As for the various projects in the book you mention ("No Code Required"), these examples illustrate perfectly how even single models of things can be used to increase user power. If you look at the examples in each chapter, the researcher has created a model of some services or web-sites or data and has provided an interface that lets you do cool, useful things with the models. The idea for the Slipstream is that we can make all these models compatible with each other, share them, and provide any kind of user interface users prefer for interacting with them. For example, in one of the chapters a researcher has essentially modeled various web-sites and shows how a user can drag, drop, and draw in order to make a system where looking up a restaurant will automatically bring up bus schedule information to that restaurant. With the Slipstream, people in each city could model their city's transportation system: roads, buses, trains, taxis, etc. Most likely, the organizations themselves would model themselves. They could include real-time changes such as accounting for traffic-jams, vehicle problems, etc. If this information is already on the web a wrapper model would be easy to create. Users could use interfaces that they already understand to query for things like "all sushi places within 20 minutes from where Fred, Joy and I currently are".

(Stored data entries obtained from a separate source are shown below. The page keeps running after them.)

use app_shell::ShellState;
use bi_core::{resolve, Route};
use leptos::*;

use crate::api::HttpFetch;

pub const DEFAULT_API_BASE: &str = "/api";

/// Deployment settings injected by the host page through `/config.js`.
#[derive(Debug, Clone, PartialEq)]
pub struct RuntimeConfig {
    pub api_base: String,
    pub require_auth: bool,
}

impl Default for RuntimeConfig {
    fn default() -> Self {
        Self {
            api_base: DEFAULT_API_BASE.to_string(),
            require_auth: false,
        }
    }
}

impl RuntimeConfig {
    /// Builds the config from raw global values; blanks fall back to defaults.
    pub fn from_values(api_base: Option<String>, require_auth: Option<String>) -> Self {
        let api_base = api_base
            .map(|s| s.trim().to_string())
            .filter(|s| !s.is_empty())
            .unwrap_or_else(|| DEFAULT_API_BASE.to_string());
        let require_auth = require_auth
            .map(|s| matches!(s.trim().to_ascii_lowercase().as_str(), "true" | "1" | "yes"))
            .unwrap_or(false);
        Self { api_base, require_auth }
    }

    #[cfg(target_arch = "wasm32")]
    pub fn from_globals() -> Self {
        Self::from_values(read_global("BI_API_BASE"), read_global("BI_REQUIRE_AUTH"))
    }

    #[cfg(not(target_arch = "wasm32"))]
    pub fn from_globals() -> Self {
        Self::default()
    }
}

#[cfg(target_arch = "wasm32")]
fn read_global(key: &str) -> Option<String> {
    use js_sys::Reflect;
    use wasm_bindgen::JsValue;

    let value = Reflect::get(&js_sys::global(), &JsValue::from_str(key)).ok()?;
    value
        .as_string()
        .or_else(|| value.as_bool().map(|b| b.to_string()))
}

#[derive(Clone, Copy)]
pub struct AppCtx {
    pub config: StoredValue<RuntimeConfig>,
    pub shell: RwSignal<ShellState>,
    pub route: RwSignal<Route>,
    /// Page requested before the auth guard redirected to sign-in.
    pub login_from: RwSignal<Option<String>>,
}

impl AppCtx {
    /// Transport for the current session.
    pub fn fetcher(&self) -> HttpFetch {
        let base = self.config.with_value(|c| c.api_base.clone());
        let token = self.shell.with_untracked(|s| s.token().map(str::to_string));
        HttpFetch::new(base, token)
    }

    pub fn require_auth(&self) -> bool {
        self.config.with_value(|c| c.require_auth)
    }
}

pub fn provide_app_ctx(config: RuntimeConfig, initial_path: &str) -> AppCtx {
    let ctx = AppCtx {
        config: store_value(config),
        shell: create_rw_signal(app_shell::load()),
        route: create_rw_signal(resolve(initial_path).route),
        login_from: create_rw_signal(None),
    };
    provide_context(ctx.clone());

    let shell = ctx.shell;
    create_effect(move |_| {
        let snapshot = shell.get();
        if let Err(e) = app_shell::save(&snapshot) {
            crate::log::error(&format!("could not persist shell state: {e:?}"));
        }
    });
    ctx
}

pub fn use_app_ctx() -> AppCtx {
    use_context::<AppCtx>().expect("AppCtx not provided")
}

#[cfg(test)]
mod tests {
    use super::*;

    #[test]
    fn blank_globals_use_defaults() {
        let cfg = RuntimeConfig::from_values(Some("  ".into()), None);
        assert_eq!(cfg, RuntimeConfig::default());
    }

    #[test]
    fn auth_flag_accepts_common_truthy_values() {
        for raw in ["true", "TRUE", "1", " yes "] {
            assert!(RuntimeConfig::from_values(None, Some(raw.into())).require_auth);
        }
        assert!(!RuntimeConfig::from_values(None, Some("false".into())).require_auth);
    }

    #[test]
    fn api_base_is_trimmed() {
        let cfg = RuntimeConfig::from_values(Some(" https://bi.example.com/api ".into()), None);
        assert_eq!(cfg.api_base, "https://bi.example.com/api");
    }
}
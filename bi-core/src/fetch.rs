use std::future::Future;

use futures::future::{join_all, try_join_all};
use serde::de::DeserializeOwned;
use serde_json::Value;
use thiserror::Error;

use crate::endpoint::Endpoint;

#[derive(Debug, Clone, PartialEq, Error)]
pub enum FetchError {
    #[error("network error: {0}")]
    Network(String),
    #[error("request timed out after {0} ms")]
    Timeout(u32),
    #[error("http status {status} from {url}")]
    Status { status: u16, url: String },
    #[error("decode error: {0}")]
    Decode(String),
}

/// Transport for analytics GETs. The browser build implements this with
/// `gloo-net`; tests use an in-memory table.
pub trait Fetch {
    fn get_json(&self, endpoint: &Endpoint) -> impl Future<Output = Result<Value, FetchError>>;
}

/// Issues every request concurrently and fails on the first error.
pub async fn fetch_all<F: Fetch>(
    fetch: &F,
    endpoints: &[Endpoint],
) -> Result<Vec<Value>, FetchError> {
    try_join_all(endpoints.iter().map(|ep| fetch.get_json(ep))).await
}

/// Issues every request concurrently; each result settles on its own.
pub async fn fetch_settled<F: Fetch>(
    fetch: &F,
    endpoints: &[Endpoint],
) -> Vec<Result<Value, FetchError>> {
    join_all(endpoints.iter().map(|ep| fetch.get_json(ep))).await
}

/// Decodes a payload; a `null` body yields the shape's empty default.
pub fn decode<T: DeserializeOwned + Default>(value: Value) -> Result<T, FetchError> {
    if value.is_null() {
        return Ok(T::default());
    }
    serde_json::from_value(value).map_err(|e| FetchError::Decode(e.to_string()))
}

/// Splits a positional response list into a fixed-size array.
pub(crate) fn take<const N: usize>(values: Vec<Value>) -> Result<[Value; N], FetchError> {
    let got = values.len();
    values
        .try_into()
        .map_err(|_| FetchError::Decode(format!("expected {N} responses, got {got}")))
}

#[cfg(test)]
pub(crate) mod fake {
    use super::*;
    use std::cell::RefCell;
    use std::collections::HashMap;

    /// Canned responses keyed by `Endpoint::relative()`; unknown endpoints 404.
    #[derive(Default)]
    pub struct StaticFetch {
        responses: HashMap<String, Result<Value, FetchError>>,
        pub seen: RefCell<Vec<String>>,
    }

    impl StaticFetch {
        pub fn new() -> Self {
            Self::default()
        }

        pub fn ok(mut self, relative: &str, body: Value) -> Self {
            self.responses.insert(relative.to_string(), Ok(body));
            self
        }

        pub fn fail(mut self, relative: &str, err: FetchError) -> Self {
            self.responses.insert(relative.to_string(), Err(err));
            self
        }
    }

    impl Fetch for StaticFetch {
        fn get_json(&self, endpoint: &Endpoint) -> impl Future<Output = Result<Value, FetchError>> {
            let key = endpoint.relative();
            self.seen.borrow_mut().push(key.clone());
            let result = self.responses.get(&key).cloned().unwrap_or(Err(FetchError::Status {
                status: 404,
                url: key,
            }));
            std::future::ready(result)
        }
    }
}

#[cfg(test)]
mod tests {
    use super::fake::StaticFetch;
    use super::*;
    use crate::endpoint::paths;
    use crate::model::LabelValues;
    use futures::executor::block_on;
    use serde_json::json;

    #[test]
    fn fetch_all_keeps_request_order() {
        let fetch = StaticFetch::new()
            .ok("/metrics/by-city", json!([1]))
            .ok("/metrics/kpis", json!({"avg_rating": 4}));
        let eps = [Endpoint::new(paths::METRICS_KPIS), Endpoint::new(paths::BY_CITY)];
        let values = block_on(fetch_all(&fetch, &eps)).unwrap();
        assert_eq!(values, vec![json!({"avg_rating": 4}), json!([1])]);
    }

    #[test]
    fn fetch_all_fails_when_any_request_fails() {
        let fetch = StaticFetch::new().ok("/metrics/kpis", json!({}));
        let eps = [Endpoint::new(paths::METRICS_KPIS), Endpoint::new(paths::BY_CITY)];
        let err = block_on(fetch_all(&fetch, &eps)).unwrap_err();
        assert!(matches!(err, FetchError::Status { status: 404, .. }));
    }

    #[test]
    fn fetch_settled_reports_each_result() {
        let fetch = StaticFetch::new()
            .ok("/metrics/kpis", json!({}))
            .fail("/metrics/by-city", FetchError::Timeout(15_000));
        let eps = [Endpoint::new(paths::METRICS_KPIS), Endpoint::new(paths::BY_CITY)];
        let results = block_on(fetch_settled(&fetch, &eps));
        assert!(results[0].is_ok());
        assert_eq!(results[1], Err(FetchError::Timeout(15_000)));
    }

    #[test]
    fn decode_null_is_default() {
        let lv: LabelValues = decode(Value::Null).unwrap();
        assert_eq!(lv, LabelValues::default());
    }

    #[test]
    fn decode_wrong_shape_is_error() {
        let err = decode::<LabelValues>(json!("oops")).unwrap_err();
        assert!(matches!(err, FetchError::Decode(_)));
    }

    #[test]
    fn take_checks_arity() {
        assert!(take::<2>(vec![json!(1), json!(2)]).is_ok());
        assert!(take::<3>(vec![json!(1)]).is_err());
    }
}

Here are some principles extracted from the above:
* The system should eventually be so easy that it is chosen by default by lazy people.
* Content and models should be easy to share with trusted people.
* No central servers requiring maintenance and money for upkeep should be required.
* Models should have enough resolution that they can be implemented (as with C++ or Java but not UML or XML).
* Models should be represented in such a way that reasoning about their properties and causal structure is possible (as with Haskell or set theory)
* The system should work even if people don't use Proteus much because Proteus can wrap the semantics of external data sets. It should come to users' culture not force users to adopt a standard culture.
* New features should be added by generalizing and making the language smaller and simpler rather than by hacking new functionality on ad-hoc making the language larger.